Change in ISNCSCI score by time-to-enrollment group

ASIA score	Group 1		Group 2		Group 3
	AIS A	AIS B	AIS A	AIS B	AIS A	AIS B
Motor	6.59±5.14 (22)	25.3±24.1 (3)	6.85±5.98 (20)	8.24±4.15 (29)	2.46±4.14 (35)	6.82±5.62 (11)
Sensory	14.0±15.7 (22)	19.0±40.0 (3)	33.5±32.2 (20)	58.8±22.0 (29)	11.8±22.4 (35)	37.4±46.0 (11)
Total	24.2±18.7 (25)	48.5±47.2 (4)	40.3±35.7 (20)	64.4±26.2 (31)	14.3±24.6 (35)	44.2±49.7 (11)

Group 1: < 12 months, Group 2: 12–23 months and Group 3: ≥ 24 months. Data are expressed as the mean ± SD (N). AIS: ASIA impairment scale; ISNCSCI: International Standards for Neurological Classification of Spinal Cord Injury.

Discussion

Study design, specifically time-to-enrollment, has historically been inconsistent across SCI clinical trials particularly in studies evaluating chronic stage SCI where baseline functional status is most static and minimal spontaneous neurological improvement occurs. Here, our study provides important data that may shape and optimize future clinical trials. This method favors particular time-to-enrollment ranges depending on the targeted pathophysiology and mechanism of the therapeutic intervention being investigated. However, we acknowledge that the chronic injury period is potentially the most difficult time point to elicit biological influence over the injured spinal cord in a beneficial manner (Fawcett et al., 2007).

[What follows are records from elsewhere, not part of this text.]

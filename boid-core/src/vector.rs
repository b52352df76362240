/// A 3D vector used for position, velocity and acceleration
#[derive(Debug, Clone, Copy, PartialEq, Default)]
pub struct Vector3D {
    pub x: f32,
    pub y: f32,
    pub z: f32,
}

pub(crate) fn sqrt(value: f32) -> f32 {
    #[cfg(feature = "std")]
    {
        value.sqrt()
    }
    #[cfg(not(feature = "std"))]
    {
        libm::sqrtf(value)
    }
}

pub(crate) fn floor(value: f32) -> f32 {
    #[cfg(feature = "std")]
    {
        value.floor()
    }
    #[cfg(not(feature = "std"))]
    {
        libm::floorf(value)
    }
}

impl Vector3D {
    pub const fn new(x: f32, y: f32, z: f32) -> Self {
        Self { x, y, z }
    }

    pub const fn zero() -> Self {
        Self {
            x: 0.0,
            y: 0.0,
            z: 0.0,
        }
    }

    pub fn magnitude_squared(&self) -> f32 {
        self.x * self.x + self.y * self.y + self.z * self.z
    }

    pub fn magnitude(&self) -> f32 {
        sqrt(self.magnitude_squared())
    }

    /// Unit vector in the same direction, or the zero vector when there is no direction.
    pub fn normalize(&self) -> Self {
        let mag = self.magnitude();
        if mag > 0.0 && mag.is_finite() {
            *self / mag
        } else {
            Self::zero()
        }
    }

    pub fn limit(&self, max: f32) -> Self {
        if self.magnitude_squared() > max * max {
            self.normalize() * max
        } else {
            *self
        }
    }

    pub fn with_magnitude(&self, magnitude: f32) -> Self {
        self.normalize() * magnitude
    }

    pub fn dot(&self, other: &Vector3D) -> f32 {
        self.x * other.x + self.y * other.y + self.z * other.z
    }

    pub fn distance_squared(&self, other: &Vector3D) -> f32 {
        (*self - *other).magnitude_squared()
    }

    pub fn distance(&self, other: &Vector3D) -> f32 {
        sqrt(self.distance_squared(other))
    }

    pub fn is_finite(&self) -> bool {
        self.x.is_finite() && self.y.is_finite() && self.z.is_finite()
    }

    pub fn as_array(&self) -> [f32; 3] {
        [self.x, self.y, self.z]
    }
}

impl From<[f32; 3]> for Vector3D {
    fn from(arr: [f32; 3]) -> Self {
        Self::new(arr[0], arr[1], arr[2])
    }
}

impl core::ops::Add for Vector3D {
    type Output = Self;

    fn add(self, other: Self) -> Self {
        Self {
            x: self.x + other.x,
            y: self.y + other.y,
            z: self.z + other.z,
        }
    }
}

impl core::ops::Sub for Vector3D {
    type Output = Self;

    fn sub(self, other: Self) -> Self {
        Self {
            x: self.x - other.x,
            y: self.y - other.y,
            z: self.z - other.z,
        }
    }
}

impl core::ops::Mul<f32> for Vector3D {
    type Output = Self;

    fn mul(self, scalar: f32) -> Self {
        Self {
            x: self.x * scalar,
            y: self.y * scalar,
            z: self.z * scalar,
        }
    }
}

impl core::ops::Div<f32> for Vector3D {
    type Output = Self;

    fn div(self, scalar: f32) -> Self {
        Self {
            x: self.x / scalar,
            y: self.y / scalar,
            z: self.z / scalar,
        }
    }
}

impl core::ops::Neg for Vector3D {
    type Output = Self;

    fn neg(self) -> Self {
        Self {
            x: -self.x,
            y: -self.y,
            z: -self.z,
        }
    }
}

impl core::ops::AddAssign for Vector3D {
    fn add_assign(&mut self, other: Self) {
        self.x += other.x;
        self.y += other.y;
        self.z += other.z;
    }
}

impl core::ops::SubAssign for Vector3D {
    fn sub_assign(&mut self, other: Self) {
        self.x -= other.x;
        self.y -= other.y;
        self.z -= other.z;
    }
}
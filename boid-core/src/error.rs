//! Error types for boid-core.
//!
//! Only construction and reconfiguration can fail. Stepping the simulation is
//! infallible: degenerate numeric cases are resolved inside the force model.

use core::fmt;

/// Invalid boundary or simulation configuration.
#[derive(Debug, Clone, Copy, PartialEq)]
pub enum ConfigError {
    /// A boundary extent is zero, negative or not finite.
    NonPositiveExtent { axis: Axis, value: f32 },
    /// The grid subdivision count is zero.
    NonPositiveSubdivisions,
    /// `min_speed` is negative or exceeds `max_speed`.
    InvalidSpeedRange { min: f32, max: f32 },
    /// A radius, distance or force limit that must be positive is not.
    NonPositiveValue { name: &'static str, value: f32 },
    /// A weight or clearance that must be zero or more is negative or not finite.
    NegativeWeight { name: &'static str, value: f32 },
    /// The containment margin leaves no interior on some axis.
    ContainmentMarginTooLarge { margin: f32, smallest_extent: f32 },
    /// A boid at `max_speed` could travel past the containment margin in one step.
    MarginBelowMaxSpeed { margin: f32, max_speed: f32 },
    /// Obstacle avoidance would not dominate the flocking rules.
    ObstacleWeightTooLow { obstacle_weight: f32, flocking_weight: f32 },
    /// The pointer viewport has a non-positive dimension.
    InvalidViewport { width: f32, height: f32 },
}

/// Boundary axis named in [`ConfigError::NonPositiveExtent`].
#[derive(Debug, Clone, Copy, PartialEq, Eq)]
pub enum Axis {
    X,
    Y,
    Z,
}

impl fmt::Display for Axis {
    fn fmt(&self, f: &mut fmt::Formatter<'_>) -> fmt::Result {
        match self {
            Axis::X => write!(f, "width"),
            Axis::Y => write!(f, "height"),
            Axis::Z => write!(f, "depth"),
        }
    }
}

impl fmt::Display for ConfigError {
    fn fmt(&self, f: &mut fmt::Formatter<'_>) -> fmt::Result {
        match self {
            ConfigError::NonPositiveExtent { axis, value } => {
                write!(f, "Boundary {} must be positive and finite, got {}", axis, value)
            }
            ConfigError::NonPositiveSubdivisions => {
                write!(f, "Subdivision count must be at least 1")
            }
            ConfigError::InvalidSpeedRange { min, max } => write!(
                f,
                "Speed range is invalid: min_speed {} must be >= 0 and <= max_speed {}",
                min, max
            ),
            ConfigError::NonPositiveValue { name, value } => {
                write!(f, "{} must be positive and finite, got {}", name, value)
            }
            ConfigError::NegativeWeight { name, value } => {
                write!(f, "{} must be non-negative and finite, got {}", name, value)
            }
            ConfigError::ContainmentMarginTooLarge {
                margin,
                smallest_extent,
            } => write!(
                f,
                "Containment margin {} leaves no interior in a boundary extent of {}",
                margin, smallest_extent
            ),
            ConfigError::MarginBelowMaxSpeed { margin, max_speed } => write!(
                f,
                "Containment margin {} must be at least max_speed {}",
                margin, max_speed
            ),
            ConfigError::ObstacleWeightTooLow {
                obstacle_weight,
                flocking_weight,
            } => write!(
                f,
                "Obstacle weight {} must be at least the largest flocking weight {}",
                obstacle_weight, flocking_weight
            ),
            ConfigError::InvalidViewport { width, height } => {
                write!(f, "Pointer viewport {}x{} must have positive dimensions", width, height)
            }
        }
    }
}

#[cfg(feature = "std")]
impl std::error::Error for ConfigError {}
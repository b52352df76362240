use anyhow::{Context, Result};
use boid_client::{run, PointerSource, RunOptions};
use boid_shared::{BoidSettings, SettingsUpdate};
use clap::Parser;
use std::fs::File;
use std::io::{self, BufWriter, Write};
use std::path::PathBuf;

#[derive(Parser, Debug)]
#[command(author, version, about = "Headless 3D boid flocking simulation", long_about = None)]
struct Args {
    /// JSON settings file; missing fields use defaults
    #[arg(short, long)]
    settings: Option<PathBuf>,

    /// JSON lines of settings updates, each applied before its frame
    #[arg(short, long)]
    updates: Option<PathBuf>,

    /// Number of boids to spawn
    #[arg(short, long, default_value_t = 50)]
    boids: usize,

    /// Number of obstacles to spawn
    #[arg(short = 'O', long, default_value_t = 10)]
    obstacles: usize,

    /// Number of frames to simulate
    #[arg(short, long, default_value_t = 600)]
    frames: u64,

    /// Seed for reproducible runs
    #[arg(long)]
    seed: Option<u64>,

    /// Pointer source: 'none', 'orbit' or a fixed viewport position 'X,Y'
    #[arg(short, long, default_value = "none")]
    pointer: String,

    /// Write JSON lines here instead of stdout
    #[arg(short, long)]
    output: Option<PathBuf>,

    /// Write a snapshot every N frames (0 disables snapshots)
    #[arg(long, default_value_t = 1)]
    snapshot_every: u64,

    /// Write the debug grid cells before the first frame
    #[arg(long)]
    debug_grid: bool,

    /// Enable debug logging
    #[arg(short, long)]
    debug: bool,
}

fn load_settings(path: Option<&PathBuf>) -> Result<BoidSettings> {
    match path {
        Some(path) => {
            let text = std::fs::read_to_string(path)
                .with_context(|| format!("Failed to read settings from {}", path.display()))?;
            serde_json::from_str(&text)
                .with_context(|| format!("Failed to parse settings in {}", path.display()))
        }
        None => Ok(BoidSettings::default()),
    }
}

fn load_updates(path: Option<&PathBuf>) -> Result<Vec<SettingsUpdate>> {
    let Some(path) = path else {
        return Ok(Vec::new());
    };
    let text = std::fs::read_to_string(path)
        .with_context(|| format!("Failed to read settings updates from {}", path.display()))?;
    text.lines()
        .enumerate()
        .filter(|(_, line)| !line.trim().is_empty())
        .map(|(number, line)| {
            serde_json::from_str(line).with_context(|| {
                format!("Failed to parse settings update on line {} of {}", number + 1, path.display())
            })
        })
        .collect()
}

fn main() -> Result<()> {
    let args = Args::parse();

    // Initialize logging
    if args.debug {
        env_logger::Builder::from_default_env()
            .filter_level(log::LevelFilter::Debug)
            .init();
    } else {
        env_logger::Builder::from_default_env()
            .filter_level(log::LevelFilter::Info)
            .init();
    }

    log::info!("Boid simulation starting...");

    let settings = load_settings(args.settings.as_ref())?;
    let updates = load_updates(args.updates.as_ref())?;
    let pointer: PointerSource = args
        .pointer
        .parse()
        .context("Pointer must be 'none', 'orbit' or 'X,Y'")?;

    let options = RunOptions {
        boids: args.boids,
        obstacles: args.obstacles,
        frames: args.frames,
        seed: args.seed,
        pointer,
        snapshot_every: args.snapshot_every,
        debug_grid: args.debug_grid,
        updates,
    };
    log::info!("Options: {:?}", options);

    let mut out: Box<dyn Write> = match &args.output {
        Some(path) => {
            log::info!("Writing frames to {}", path.display());
            let file = File::create(path)
                .with_context(|| format!("Failed to create {}", path.display()))?;
            Box::new(BufWriter::new(file))
        }
        None => Box::new(BufWriter::new(io::stdout().lock())),
    };

    let status = run(&settings, &options, &mut out).context("Simulation error")?;
    log::info!(
        "{} boids, {} obstacles, {} frames at {} fps",
        status.boid_count,
        status.obstacle_count,
        status.frames,
        status.fps
    );

    Ok(())
}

In our initial observation, we found that the trials related to chronic SCI in ClinicalTrials.gov registry mainly consisted of inclusion criteria with no upper limit on post-injury times for enrollment. Such a criterion leads to inclusion of participants in a trial with a wide range of post-injury time. These findings raise questions about the capacity of the trials to supply sufficient amounts of evidence of optimal time-to-enrollment for intervention. Hence, we included nine clinical trials for the treatment of chronic SCI patients using regenerative therapies where time-to-enrollment after SCI varied from 0.5 to 321 months. It will, therefore, be important to understand the relationship between treatment efficacy and how soon after injury the treatment should be initiated. A previous study by Kirshblum et al. (2011) examined the degree of spontaneous improvement with regards to improvement in AIS scale between 1 and 5 years after SCI in 987 subjects (Kirshblum et al., 2004). The authors noted that 5.6% of people with injuries classified as complete (AIS A) 1 year after SCI still converted to an incomplete injury by year 5, with 3.5% converting to AIS B and about 1% to either AIS C or AIS D (Kirshblum et al., 2004). This result suggests that, to some extent, spontaneous recovery overlaps with a therapeutic benefit. Therefore, well powered studies with robust control arms are necessary to differentiate the impact of treatment from spontaneous recovery. It is also unclear how best to determine individual therapeutic efficacy thresholds at different time points in the chronic stages of SCI. In other words, it is difficult to determine the therapeutic benefit for an individual on the basis of average outcome from a wide range of time-to-enrollment. Figure 4 demonstrates the distribution of patients and their improvement in AIS grade as a function of their respective time-to-enrollment. These results may serve as a suggestion for future investigators in designing clinical trials with the goal of maximizing therapeutic benefit. However, we strongly encourage adequate power in future trials to avoid statistical limitations resulting from small sample sizes across groups. In the present study, we acknowledge that this very issue, small sample sizes across groups, is a limitation but provides further justification for larger scale future studies.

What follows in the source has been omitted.